> ASSIGNMENT:
The full set of entries below should be transcribed exactly.

= = = =

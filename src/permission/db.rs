//! Database operations for permissions.

use rusqlite::Connection;

use crate::{Error, permission::Permission, user::UserID};

/// Create the permission table and store every [Permission].
///
/// Existing rows are left untouched so this can run on every start-up.
pub fn create_permission_table(connection: &Connection) -> Result<(), rusqlite::Error> {
    connection.execute(
        "CREATE TABLE IF NOT EXISTS permission (
            id INTEGER PRIMARY KEY,
            name TEXT NOT NULL UNIQUE,
            description TEXT NOT NULL
        )",
        (),
    )?;

    let mut statement = connection
        .prepare("INSERT OR IGNORE INTO permission (id, name, description) VALUES (?1, ?2, ?3)")?;

    for permission in Permission::ALL {
        statement.execute((permission, permission.name(), permission.description()))?;
    }

    Ok(())
}

/// Get the effective permissions of a user.
///
/// This is the union of the permissions of every role assigned to the user,
/// sorted by permission ID.
pub fn get_user_permissions(
    user_id: UserID,
    connection: &Connection,
) -> Result<Vec<Permission>, Error> {
    connection
        .prepare(
            "SELECT DISTINCT role_permission.permission_id
            FROM user_role
            INNER JOIN role_permission ON role_permission.role_id = user_role.role_id
            WHERE user_role.user_id = ?1
            ORDER BY role_permission.permission_id ASC",
        )?
        .query_map([user_id.as_i64()], |row| row.get(0))?
        .map(|maybe_permission| maybe_permission.map_err(|error| error.into()))
        .collect()
}

/// Check whether any role assigned to the user grants `permission`.
pub fn user_has_permission(
    user_id: UserID,
    permission: Permission,
    connection: &Connection,
) -> Result<bool, Error> {
    connection
        .query_row(
            "SELECT EXISTS (
                SELECT 1 FROM user_role
                INNER JOIN role_permission ON role_permission.role_id = user_role.role_id
                WHERE user_role.user_id = ?1 AND role_permission.permission_id = ?2
            )",
            (user_id.as_i64(), permission),
            |row| row.get(0),
        )
        .map_err(|error| error.into())
}

#[cfg(test)]
mod permission_db_tests {
    use rusqlite::Connection;

    use crate::{
        db::initialize,
        permission::{Permission, get_user_permissions, user_has_permission},
        role::{RoleName, create_role},
        test_utils::create_test_user,
        user::set_user_roles,
    };

    fn get_test_connection() -> Connection {
        let connection = Connection::open_in_memory().unwrap();
        initialize(&connection).unwrap();
        connection
    }

    #[test]
    fn every_permission_is_stored() {
        let connection = get_test_connection();

        let count: u32 = connection
            .query_row("SELECT COUNT(*) FROM permission", [], |row| row.get(0))
            .unwrap();

        assert_eq!(count as usize, Permission::ALL.len());
    }

    #[test]
    fn user_without_roles_has_no_permissions() {
        let connection = get_test_connection();
        let user = create_test_user("alice", &connection);

        let got = get_user_permissions(user.id, &connection).unwrap();

        assert!(got.is_empty());
        assert!(!user_has_permission(user.id, Permission::ViewTransactions, &connection).unwrap());
    }

    #[test]
    fn permissions_are_union_of_roles() {
        let connection = get_test_connection();
        let user = create_test_user("alice", &connection);
        let viewer = create_role(
            RoleName::new_unchecked("Viewer"),
            "",
            &[Permission::ViewTransactions, Permission::ViewPersons],
            &connection,
        )
        .unwrap();
        let editor = create_role(
            RoleName::new_unchecked("Editor"),
            "",
            &[Permission::ViewTransactions, Permission::EditTransaction],
            &connection,
        )
        .unwrap();
        set_user_roles(user.id, &[viewer.id, editor.id], &connection).unwrap();

        let got = get_user_permissions(user.id, &connection).unwrap();

        assert_eq!(
            got,
            vec![
                Permission::ViewTransactions,
                Permission::EditTransaction,
                Permission::ViewPersons
            ]
        );
        assert!(user_has_permission(user.id, Permission::EditTransaction, &connection).unwrap());
        assert!(!user_has_permission(user.id, Permission::DeletePerson, &connection).unwrap());
    }
}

= = = =

> WRITTEN ANSWER:
filename src/permission/db.rs
//! Database operations for permissions.

use rusqlite::Connection;

use crate::{Error, permission::Permission, user::UserID};

/// Create the permission table and store every [Permission].
///
/// Existing rows are left untouched so this can run on every start-up.
pub fn create_permission_table(connection: &Connection) -> Result<(), rusqlite::Error> {
    connection.execute(
        "CREATE TABLE IF NOT EXISTS permission (
            id INTEGER PRIMARY KEY,
            name TEXT NOT NULL UNIQUE,
            description TEXT NOT NULL
        )",
        (),
    )?;

    let mut statement = connection
        .prepare("INSERT OR IGNORE INTO permission (id, name, description) VALUES (?1, ?2, ?3)")?;

    for permission in Permission::ALL {
        statement.execute((permission, permission.name(), permission.description()))?;
    }

    Ok(())
}

/// Get the effective permissions of a user.
///
/// This is the union of the permissions of every role assigned to the user,
/// sorted by permission ID.
pub fn get_user_permissions(
    user_id: UserID,
    connection: &Connection,
) -> Result<Vec<Permission>, Error> {
    connection
        .prepare(
            "SELECT DISTINCT role_permission.permission_id
            FROM user_role
            INNER JOIN role_permission ON role_permission.role_id = user_role.role_id
            WHERE user_role.user_id = ?1
            ORDER BY role_permission.permission_id ASC",
        )?
        .query_map([user_id.as_i64()], |row| row.get(0))?
        .map(|maybe_permission| maybe_permission.map_err(|error| error.into()))
        .collect()
}

/// Check whether any role assigned to the user grants `permission`.
pub fn user_has_permission(
    user_id: UserID,
    permission: Permission,
    connection: &Connection,
) -> Result<bool, Error> {
    connection
        .query_row(
            "SELECT EXISTS (
                SELECT 1 FROM user_role
                INNER JOIN role_permission ON role_permission.role_id = user_role.role_id
                WHERE user_role.user_id = ?1 AND role_permission.permission_id = ?2
            )",
            (user_id.as_i64(), permission),
            |row| row.get(0),
        )
        .map_err(|error| error.into())
}

#[cfg(test)]
mod permission_db_tests {
    use rusqlite::Connection;

    use crate::{
        db::initialize,
        permission::{Permission, get_user_permissions, user_has_permission},
        role::{RoleName, create_role},
        test_utils::create_test_user,
        user::set_user_roles,
    };

    fn get_test_connection() -> Connection {
        let connection = Connection::open_in_memory().unwrap();
        initialize(&connection).unwrap();
        connection
    }

    #[test]
    fn every_permission_is_stored() {
        let connection = get_test_connection();

        let count: u32 = connection
            .query_row("SELECT COUNT(*) FROM permission", [], |row| row.get(0))
            .unwrap();

        assert_eq!(count as usize, Permission::ALL.len());
    }

    #[test]
    fn user_without_roles_has_no_permissions() {
        let connection = get_test_connection();
        let user = create_test_user("alice", &connection);

        let got = get_user_permissions(user.id, &connection).unwrap();

        assert!(got.is_empty());
        assert!(!user_has_permission(user.id, Permission::ViewTransactions, &connection).unwrap());
    }

    #[test]
    fn permissions_are_union_of_roles() {
        let connection = get_test_connection();
        let user = create_test_user("alice", &connection);
        let viewer = create_role(
            RoleName::new_unchecked("Viewer"),
            "",
            &[Permission::ViewTransactions, Permission::ViewPersons],
            &connection,
        )
        .unwrap();
        let editor = create_role(
            RoleName::new_unchecked("Editor"),
            "",
            &[Permission::ViewTransactions, Permission::EditTransaction],
            &connection,
        )
        .unwrap();
        set_user_roles(user.id, &[viewer.id, editor.id], &connection).unwrap();

        let got = get_user_permissions(user.id, &connection).unwrap();

        assert_eq!(
            got,
            vec![
                Permission::ViewTransactions,
                Permission::EditTransaction,
                Permission::ViewPersons
            ]
        );
        assert!(user_has_permission(user.id, Permission::EditTransaction, &connection).unwrap());
        assert!(!user_has_permission(user.id, Permission::DeletePerson, &connection).unwrap());
    }
}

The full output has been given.